Other shoppers would start off irate, and blame an unfortunate worker because the calendar/book/journal they wanted was out of stock. This puts the worker in an awkward position, as they cannot magically generate the product out of thin air.
Trash everywhere: As Black Friday Sales went on, some workers would be deployed to hunt for trash that customers left in the store. There are plenty of trash cans by the cafe, but for some reason, shoppers decided it was easier to just leave their paper coffee cups on a random shelf.
The bookstore was in a downtown area where there were plenty of other shops. Workers on a trash hunt would find not only cups of coffee from our cafe, but also cups of coffee from other nearby stores. Those who bought pastries from our store — or another store — left the wrapping on the floor.
Problem for a year from now: The store managers that I worked with were, by default, super chill. They would acknowledge the work done by all of us exhausted workers, just trying to get through the Black Friday Sales.

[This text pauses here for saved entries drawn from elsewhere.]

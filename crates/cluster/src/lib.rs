//! Cluster resource API client.
//!
//! The tutorial engine only needs three things from the cluster: the names of resources of
//! a given kind, the ability to delete them, and a way to apply authored manifests. Those
//! operations are captured by [`ClusterApi`] so the engine can be exercised against fakes;
//! [`KubeClusterApi`] is the production implementation backed by `kube`.

use std::fmt::Debug;

use async_trait::async_trait;
use chiron_types::ResourceKind;
use k8s_openapi::{
    NamespaceResourceScope,
    api::{
        apps::v1::{Deployment, ReplicaSet},
        core::v1::{ConfigMap, Pod, Secret, Service},
    },
};
use kube::{
    Client, Resource,
    api::{Api, DeleteParams, DynamicObject, ListParams, Patch, PatchParams},
    core::GroupVersionKind,
    discovery::{self, Scope},
};
use serde::{Deserialize, de::DeserializeOwned};
use thiserror::Error;
use tracing::{debug, info};

/// Field manager recorded on objects applied by the tutorial player.
pub const FIELD_MANAGER: &str = "chiron";

/// Errors surfaced by cluster operations.
#[derive(Debug, Error)]
pub enum ClusterError {
    /// Transport, authentication or API server failure.
    #[error("kubernetes API error: {0}")]
    Kube(#[from] kube::Error),
    /// The manifest is not valid YAML or does not describe a Kubernetes object.
    #[error("invalid manifest: {0}")]
    Yaml(#[from] serde_yaml::Error),
    /// The manifest parsed but is missing data needed to apply it.
    #[error("invalid manifest: {0}")]
    Manifest(String),
}

/// Operations the engine performs against the cluster.
#[async_trait]
pub trait ClusterApi: Send + Sync {
    /// Returns the names of every `kind` resource in `namespace`.
    async fn list(&self, kind: ResourceKind, namespace: &str) -> Result<Vec<String>, ClusterError>;

    /// Deletes a single resource. Deleting a resource that is already gone succeeds.
    async fn delete(&self, kind: ResourceKind, name: &str, namespace: &str) -> Result<(), ClusterError>;

    /// Applies every object in a (possibly multi-document) YAML manifest.
    ///
    /// Namespaced objects without their own namespace land in `namespace`.
    async fn apply(&self, manifest: &str, namespace: &str) -> Result<(), ClusterError>;
}

/// [`ClusterApi`] implementation talking to a live API server.
#[derive(Clone)]
pub struct KubeClusterApi {
    client: Client,
}

impl KubeClusterApi {
    pub fn new(client: Client) -> Self {
        Self { client }
    }

    /// Connects using in-cluster configuration, falling back to the local kubeconfig.
    pub async fn try_default() -> Result<Self, ClusterError> {
        let client = Client::try_default().await?;
        Ok(Self::new(client))
    }

    async fn list_names<K>(&self, namespace: &str) -> Result<Vec<String>, ClusterError>
    where
        K: Resource<Scope = NamespaceResourceScope> + Clone + DeserializeOwned + Debug,
        <K as Resource>::DynamicType: Default,
    {
        let api: Api<K> = Api::namespaced(self.client.clone(), namespace);
        let list = api.list(&ListParams::default()).await?;
        Ok(list.items.iter().filter_map(|item| item.meta().name.clone()).collect())
    }

    async fn delete_named<K>(&self, name: &str, namespace: &str) -> Result<(), ClusterError>
    where
        K: Resource<Scope = NamespaceResourceScope> + Clone + DeserializeOwned + Debug,
        <K as Resource>::DynamicType: Default,
    {
        let api: Api<K> = Api::namespaced(self.client.clone(), namespace);
        match api.delete(name, &DeleteParams::background()).await {
            Ok(_) => Ok(()),
            Err(kube::Error::Api(response)) if response.code == 404 => {
                debug!(%name, %namespace, "resource already deleted");
                Ok(())
            }
            Err(error) => Err(error.into()),
        }
    }
}

#[async_trait]
impl ClusterApi for KubeClusterApi {
    async fn list(&self, kind: ResourceKind, namespace: &str) -> Result<Vec<String>, ClusterError> {
        match kind {
            ResourceKind::Pod => self.list_names::<Pod>(namespace).await,
            ResourceKind::Deployment => self.list_names::<Deployment>(namespace).await,
            ResourceKind::Service => self.list_names::<Service>(namespace).await,
            ResourceKind::ConfigMap => self.list_names::<ConfigMap>(namespace).await,
            ResourceKind::Secret => self.list_names::<Secret>(namespace).await,
            ResourceKind::ReplicaSet => self.list_names::<ReplicaSet>(namespace).await,
        }
    }

    async fn delete(&self, kind: ResourceKind, name: &str, namespace: &str) -> Result<(), ClusterError> {
        match kind {
            ResourceKind::Pod => self.delete_named::<Pod>(name, namespace).await,
            ResourceKind::Deployment => self.delete_named::<Deployment>(name, namespace).await,
            ResourceKind::Service => self.delete_named::<Service>(name, namespace).await,
            ResourceKind::ConfigMap => self.delete_named::<ConfigMap>(name, namespace).await,
            ResourceKind::Secret => self.delete_named::<Secret>(name, namespace).await,
            ResourceKind::ReplicaSet => self.delete_named::<ReplicaSet>(name, namespace).await,
        }
    }

    async fn apply(&self, manifest: &str, namespace: &str) -> Result<(), ClusterError> {
        for object in parse_manifest_objects(manifest)? {
            let types = object
                .types
                .as_ref()
                .ok_or_else(|| ClusterError::Manifest("object is missing apiVersion/kind".into()))?;
            let gvk = GroupVersionKind::try_from(types).map_err(|error| ClusterError::Manifest(error.to_string()))?;
            let name = object
                .metadata
                .name
                .clone()
                .ok_or_else(|| ClusterError::Manifest(format!("{} object is missing metadata.name", gvk.kind)))?;

            let (resource, capabilities) = discovery::pinned_kind(&self.client, &gvk).await?;
            let api: Api<DynamicObject> = if capabilities.scope == Scope::Namespaced {
                let target_namespace = object.metadata.namespace.as_deref().unwrap_or(namespace);
                Api::namespaced_with(self.client.clone(), target_namespace, &resource)
            } else {
                Api::all_with(self.client.clone(), &resource)
            };

            api.patch(&name, &PatchParams::apply(FIELD_MANAGER).force(), &Patch::Apply(&object))
                .await?;

            info!(kind = %gvk.kind, %name, "applied manifest object");
        }
        Ok(())
    }
}

/// Splits a YAML manifest into the objects it declares, skipping empty documents.
pub fn parse_manifest_objects(manifest: &str) -> Result<Vec<DynamicObject>, ClusterError> {
    let mut objects = Vec::new();
    for document in serde_yaml::Deserializer::from_str(manifest) {
        let value = serde_yaml::Value::deserialize(document)?;
        if value.is_null() {
            continue;
        }
        objects.push(serde_yaml::from_value::<DynamicObject>(value)?);
    }
    Ok(objects)
}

Every day, before we opened the doors, there would always be a meeting in the cafe. The manager of the day would go through some papers that told him or her how much money we made last year on the same date as today.
I found this annoying, because it didn’t make sense to me to compare the dollar amount our store made a year ago. For example, the coffee shop across from our bookstore the year before did a complete remodeling.
The next year, a manager tried to convince us that we needed to do much better today than we did on the same day last year. I guess corporate higher-ups don’t understand causal factors?
In short: Please be nice to the workers, who probably aren’t getting paid enough to deal with days (or weeks) of Black Friday Sales chaos.